In previous studies, Ni et al. performed MR analyses to investigate the effects of gut microbiota on Heel BMD(25). The difference in results could be explained in the following three aspects: First, Ni et al. utilized summary statistics of gut microbiota from a sample size that was relatively small. The researchers utilized 1,126 twin pairs form the TwinsUK cohort and 984 Dutch participants from the LifeLines-DEEP cohort. But the data we analyzed was from the MiBioGen study, which include 22 additional cohorts in addition to TwinsUK and LIFELINES cohort for a total sample size of 18,340. Second, because linkage disequilibrium SNPs can bias the results, we set the threshold at r2 < 0.01, distant = 10000 kb; however, their threshold was set to be r2 < 0.1 and the distant = 500 kb. Third, the quality control approach for selecting IVs was stricter in our study. We selected IVs with a P value < 5×10− 6 and performed a series of sensitivity analyses such as Cochrane’s Q test, to maximally satisfy MR fundamental assumptions. In contrast, the previous study utilized a rather loose P-value (P < 1 × 10− 5) to select eligible IVs.
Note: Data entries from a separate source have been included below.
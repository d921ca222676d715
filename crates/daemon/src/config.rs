use crate::tunnel::TunnelSettings;
use anyhow::{Context, Result};
use detour_common::MPROXY_PORT;
use log::{info, warn};
use serde::Deserialize;
use std::fs;
use std::net::Ipv4Addr;
use std::path::Path;
use std::time::Duration;

/// Top-level configuration for the detour daemon.
#[derive(Debug, Deserialize, Default)]
pub struct Config {
    pub client: ClientConfig,
    #[serde(default)]
    pub negotiation: NegotiationConfig,
    #[serde(default)]
    pub tunnel: TunnelSettings,
    #[serde(default)]
    pub metrics: MetricsConfig,
}

/// What the daemon manages and how it reports.
#[derive(Debug, Deserialize)]
pub struct ClientConfig {
    /// Fork into the background before starting
    #[serde(default)]
    pub daemonize: bool,
    /// Append log output here instead of stderr
    pub logfile: Option<String>,
    /// EMERG, ALERT, CRIT, ERR, WARNING, NOTICE, INFO, DEBUG or DEFAULT
    #[serde(default = "default_loglevel")]
    pub loglevel: String,
    /// Detour (mproxy) servers to negotiate with
    pub detours: Vec<Ipv4Addr>,
    /// Tunnel remotes to launch at startup
    pub vpns: Vec<String>,
}

impl Default for ClientConfig {
    fn default() -> Self {
        Self {
            daemonize: false,
            logfile: None,
            loglevel: default_loglevel(),
            detours: Vec::new(),
            vpns: Vec::new(),
        }
    }
}

/// Detour server negotiation.
#[derive(Debug, Deserialize, Clone)]
pub struct NegotiationConfig {
    #[serde(default = "default_negotiation_port")]
    pub port: u16,
    /// Per-server answer timeout; 0 waits forever
    #[serde(default = "default_negotiation_timeout")]
    pub timeout_secs: u64,
}

impl Default for NegotiationConfig {
    fn default() -> Self {
        Self {
            port: default_negotiation_port(),
            timeout_secs: default_negotiation_timeout(),
        }
    }
}

impl NegotiationConfig {
    /// Get the negotiation timeout as Duration, None when disabled
    pub fn timeout(&self) -> Option<Duration> {
        match self.timeout_secs {
            0 => None,
            secs => Some(Duration::from_secs(secs)),
        }
    }
}

/// Prometheus endpoint; disabled without a port.
#[derive(Debug, Deserialize, Default)]
pub struct MetricsConfig {
    pub port: Option<u16>,
}

fn default_loglevel() -> String {
    "DEFAULT".to_string()
}
fn default_negotiation_port() -> u16 {
    MPROXY_PORT
}
fn default_negotiation_timeout() -> u64 {
    5
}

impl Config {
    /// Load configuration from a TOML file.
    pub fn load<P: AsRef<Path>>(path: P) -> Result<Self> {
        let content = fs::read_to_string(path.as_ref())
            .context(format!("Failed to read config file: {:?}", path.as_ref()))?;
        let config: Config = toml::from_str(&content).context("Failed to parse TOML config")?;
        Ok(config)
    }

    /// Load from default paths or return default config.
    pub fn load_or_default() -> Self {
        let paths = [
            "/etc/detour/daemon.toml",
            "~/.detour/daemon.toml",
            "./daemon.toml",
        ];

        for path in &paths {
            let expanded = shellexpand::tilde(path).to_string();
            if Path::new(&expanded).exists() {
                match Self::load(&expanded) {
                    Ok(config) => {
                        info!("Loaded configuration from {}", expanded);
                        return config;
                    }
                    Err(e) => warn!("Skipping {}: {:#}", expanded, e),
                }
            }
        }

        Self::default()
    }
}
Our article contains some limitations that should be noted. Firstly, the two-sample MR analyses in this study could not ascertain the exposure and outcome GWAS overlapping degree. Although the maximum estimate overlapping rate is 15%, bias caused by overlapping samples can be reduced by making use of powerful instruments like F-statistic(90). Secondly, despite the fact that most of the gut microbiome data included in our analysis came from European populations, a small proportion was acquired from groups of other ancestries, which could have skewed our results. Finally, we advise that future GWASs for BMD should take sex specificity into account because several disorders that cause lower BMD, such as osteoporosis, are more common in postmenopausal women. Nevertheless, the greater sample size for BMD might lessen the bias.
In conclusion, this MR study lends support to the hypothesis that the gut microbiome influences BMD in a causative manner. Given that people are living longer lives as a result of modern medicine, a better understanding of maintenance for bone health and treatment for diseases associated with low BMD is critical. Unlike randomized controlled trials tell whether an intervention will be effective, MR studies reveal the role of a definite causal pathway(91). Furthermore, MR studies often identify long-term exposures, whereas randomized controlled trials only describe the effects of transient exposures. It is plausible that our findings may contribute to a better understanding of the relationship between the gut microbiome and bone health. And, theoretically, direct the design of interventional studies to promote bone health with a higher probability of success.